== Requirement ==
From first entry to last, give the listing again verbatim.

--- START ---

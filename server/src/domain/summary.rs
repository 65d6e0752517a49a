//! Trace index derived from raw spans

use std::collections::HashMap;

use crate::data::types::{Span, Timestamp, TraceSummary};

/// One summary per trace id, newest start first (ties by trace id).
///
/// The root name is taken from the earliest-starting span; session and
/// conversation ids from the last span that carries them.
pub fn summarize_traces(spans: &[Span]) -> Vec<TraceSummary> {
    let mut slots: HashMap<&str, usize> = HashMap::new();
    let mut summaries: Vec<TraceSummary> = Vec::new();

    for span in spans {
        let bounds = span.bounds();
        let start = bounds.map(|(s, _)| Timestamp::from_datetime(s)).unwrap_or_default();
        let end = bounds.map(|(_, e)| Timestamp::from_datetime(e)).unwrap_or_default();

        let slot = match slots.get(span.trace_id.as_str()) {
            Some(&slot) => {
                let summary = &mut summaries[slot];
                summary.span_count += 1;
                if start.is_parsed() && (!summary.start_time.is_parsed() || start < summary.start_time) {
                    summary.start_time = start;
                    summary.root_span_name = span.name.clone();
                }
                if end > summary.end_time {
                    summary.end_time = end;
                }
                slot
            }
            None => {
                slots.insert(span.trace_id.as_str(), summaries.len());
                summaries.push(TraceSummary::new(
                    span.trace_id.clone(),
                    span.name.clone(),
                    start,
                    end,
                ));
                summaries.len() - 1
            }
        };

        let summary = &mut summaries[slot];
        if let Some(session_id) = span.attributes.session_id() {
            summary.session_id = Some(session_id.to_string());
        }
        if let Some(conversation_id) = span.attributes.conversation_id() {
            summary.conversation_id = Some(conversation_id.to_string());
        }
    }

    summaries.sort_by(|a, b| {
        b.start_time
            .cmp(&a.start_time)
            .then_with(|| a.trace_id.cmp(&b.trace_id))
    });
    summaries
}

#[cfg(test)]
mod tests {
    use super::*;

    fn make_span(trace: &str, id: &str, name: &str, start: i64, end: i64) -> Span {
        Span::new(trace, id, name).with_times(Timestamp::from_millis(start), Timestamp::from_millis(end))
    }

    #[test]
    fn test_empty() {
        assert!(summarize_traces(&[]).is_empty());
    }

    #[test]
    fn test_bounds_and_root_name() {
        let spans = vec![
            make_span("t1", "b", "provider.call", 20, 80),
            make_span("t1", "a", "chat.send_message", 10, 50),
            make_span("t1", "c", "storage.save", 60, 120),
        ];
        let traces = summarize_traces(&spans);
        assert_eq!(traces.len(), 1);
        let t = &traces[0];
        assert_eq!(t.root_span_name, "chat.send_message");
        assert_eq!(t.start_time, Timestamp::from_millis(10));
        assert_eq!(t.end_time, Timestamp::from_millis(120));
        assert_eq!(t.span_count, 3);
        assert_eq!(t.duration_ms(), 110.0);
    }

    #[test]
    fn test_root_name_tie_keeps_first() {
        let spans = vec![
            make_span("t1", "a", "first", 10, 20),
            make_span("t1", "b", "second", 10, 30),
        ];
        assert_eq!(summarize_traces(&spans)[0].root_span_name, "first");
    }

    #[test]
    fn test_session_and_conversation_last_wins() {
        let spans = vec![
            make_span("t1", "a", "x", 0, 1).with_attribute("session.id", "s-old"),
            make_span("t1", "b", "y", 1, 2)
                .with_attribute("session.id", "s-new")
                .with_attribute("conversation.id", "c-1"),
            make_span("t1", "c", "z", 2, 3),
        ];
        let t = &summarize_traces(&spans)[0];
        assert_eq!(t.session_id.as_deref(), Some("s-new"));
        assert_eq!(t.conversation_id.as_deref(), Some("c-1"));
    }

    #[test]
    fn test_sorted_newest_first_with_id_tiebreak() {
        let spans = vec![
            make_span("old", "a", "x", 0, 1),
            make_span("new-b", "b", "x", 100, 101),
            make_span("new-a", "c", "x", 100, 101),
        ];
        let ids: Vec<String> = summarize_traces(&spans)
            .into_iter()
            .map(|t| t.trace_id)
            .collect();
        assert_eq!(ids, vec!["new-a", "new-b", "old"]);
    }

    #[test]
    fn test_unparsed_span_does_not_take_root_name() {
        let spans = vec![
            Span::new("t1", "ghost", "ghost"),
            make_span("t1", "real", "real", 5, 10),
        ];
        let t = &summarize_traces(&spans)[0];
        assert_eq!(t.root_span_name, "real");
        assert_eq!(t.start_time, Timestamp::from_millis(5));
        assert_eq!(t.span_count, 2);
    }
}
//! Core application infrastructure

pub(crate) mod banner;
pub mod cli;
pub mod config;
pub mod constants;
pub(crate) mod render;
pub mod shutdown;

pub use crate::app::CoreApp;
pub use cli::{CliConfig, Commands};
pub use config::{AppConfig, ServerConfig, UpstreamConfig};
pub use shutdown::ShutdownService;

--- END ---

== Result of the exercise ==
filename server/src/domain/summary.rs
repository 65d6e0752517a49a
//! Trace index derived from raw spans

use std::collections::HashMap;

use crate::data::types::{Span, Timestamp, TraceSummary};

/// One summary per trace id, newest start first (ties by trace id).
///
/// The root name is taken from the earliest-starting span; session and
/// conversation ids from the last span that carries them.
pub fn summarize_traces(spans: &[Span]) -> Vec<TraceSummary> {
    let mut slots: HashMap<&str, usize> = HashMap::new();
    let mut summaries: Vec<TraceSummary> = Vec::new();

    for span in spans {
        let bounds = span.bounds();
        let start = bounds.map(|(s, _)| Timestamp::from_datetime(s)).unwrap_or_default();
        let end = bounds.map(|(_, e)| Timestamp::from_datetime(e)).unwrap_or_default();

        let slot = match slots.get(span.trace_id.as_str()) {
            Some(&slot) => {
                let summary = &mut summaries[slot];
                summary.span_count += 1;
                if start.is_parsed() && (!summary.start_time.is_parsed() || start < summary.start_time) {
                    summary.start_time = start;
                    summary.root_span_name = span.name.clone();
                }
                if end > summary.end_time {
                    summary.end_time = end;
                }
                slot
            }
            None => {
                slots.insert(span.trace_id.as_str(), summaries.len());
                summaries.push(TraceSummary::new(
                    span.trace_id.clone(),
                    span.name.clone(),
                    start,
                    end,
                ));
                summaries.len() - 1
            }
        };

        let summary = &mut summaries[slot];
        if let Some(session_id) = span.attributes.session_id() {
            summary.session_id = Some(session_id.to_string());
        }
        if let Some(conversation_id) = span.attributes.conversation_id() {
            summary.conversation_id = Some(conversation_id.to_string());
        }
    }

    summaries.sort_by(|a, b| {
        b.start_time
            .cmp(&a.start_time)
            .then_with(|| a.trace_id.cmp(&b.trace_id))
    });
    summaries
}

#[cfg(test)]
mod tests {
    use super::*;

    fn make_span(trace: &str, id: &str, name: &str, start: i64, end: i64) -> Span {
        Span::new(trace, id, name).with_times(Timestamp::from_millis(start), Timestamp::from_millis(end))
    }

    #[test]
    fn test_empty() {
        assert!(summarize_traces(&[]).is_empty());
    }

    #[test]
    fn test_bounds_and_root_name() {
        let spans = vec![
            make_span("t1", "b", "provider.call", 20, 80),
            make_span("t1", "a", "chat.send_message", 10, 50),
            make_span("t1", "c", "storage.save", 60, 120),
        ];
        let traces = summarize_traces(&spans);
        assert_eq!(traces.len(), 1);
        let t = &traces[0];
        assert_eq!(t.root_span_name, "chat.send_message");
        assert_eq!(t.start_time, Timestamp::from_millis(10));
        assert_eq!(t.end_time, Timestamp::from_millis(120));
        assert_eq!(t.span_count, 3);
        assert_eq!(t.duration_ms(), 110.0);
    }

    #[test]
    fn test_root_name_tie_keeps_first() {
        let spans = vec![
            make_span("t1", "a", "first", 10, 20),
            make_span("t1", "b", "second", 10, 30),
        ];
        assert_eq!(summarize_traces(&spans)[0].root_span_name, "first");
    }

    #[test]
    fn test_session_and_conversation_last_wins() {
        let spans = vec![
            make_span("t1", "a", "x", 0, 1).with_attribute("session.id", "s-old"),
            make_span("t1", "b", "y", 1, 2)
                .with_attribute("session.id", "s-new")
                .with_attribute("conversation.id", "c-1"),
            make_span("t1", "c", "z", 2, 3),
        ];
        let t = &summarize_traces(&spans)[0];
        assert_eq!(t.session_id.as_deref(), Some("s-new"));
        assert_eq!(t.conversation_id.as_deref(), Some("c-1"));
    }

    #[test]
    fn test_sorted_newest_first_with_id_tiebreak() {
        let spans = vec![
            make_span("old", "a", "x", 0, 1),
            make_span("new-b", "b", "x", 100, 101),
            make_span("new-a", "c", "x", 100, 101),
        ];
        let ids: Vec<String> = summarize_traces(&spans)
            .into_iter()
            .map(|t| t.trace_id)
            .collect();
        assert_eq!(ids, vec!["new-a", "new-b", "old"]);
    }

    #[test]
    fn test_unparsed_span_does_not_take_root_name() {
        let spans = vec![
            Span::new("t1", "ghost", "ghost"),
            make_span("t1", "real", "real", 5, 10),
        ];
        let t = &summarize_traces(&spans)[0];
        assert_eq!(t.root_span_name, "real");
        assert_eq!(t.start_time, Timestamp::from_millis(5));
        assert_eq!(t.span_count, 2);
    }
}
//! Core application infrastructure

pub(crate) mod banner;
pub mod cli;
pub mod config;
pub mod constants;
pub(crate) mod render;
pub mod shutdown;

pub use crate::app::CoreApp;
pub use cli::{CliConfig, Commands};
pub use config::{AppConfig, ServerConfig, UpstreamConfig};
pub use shutdown::ShutdownService;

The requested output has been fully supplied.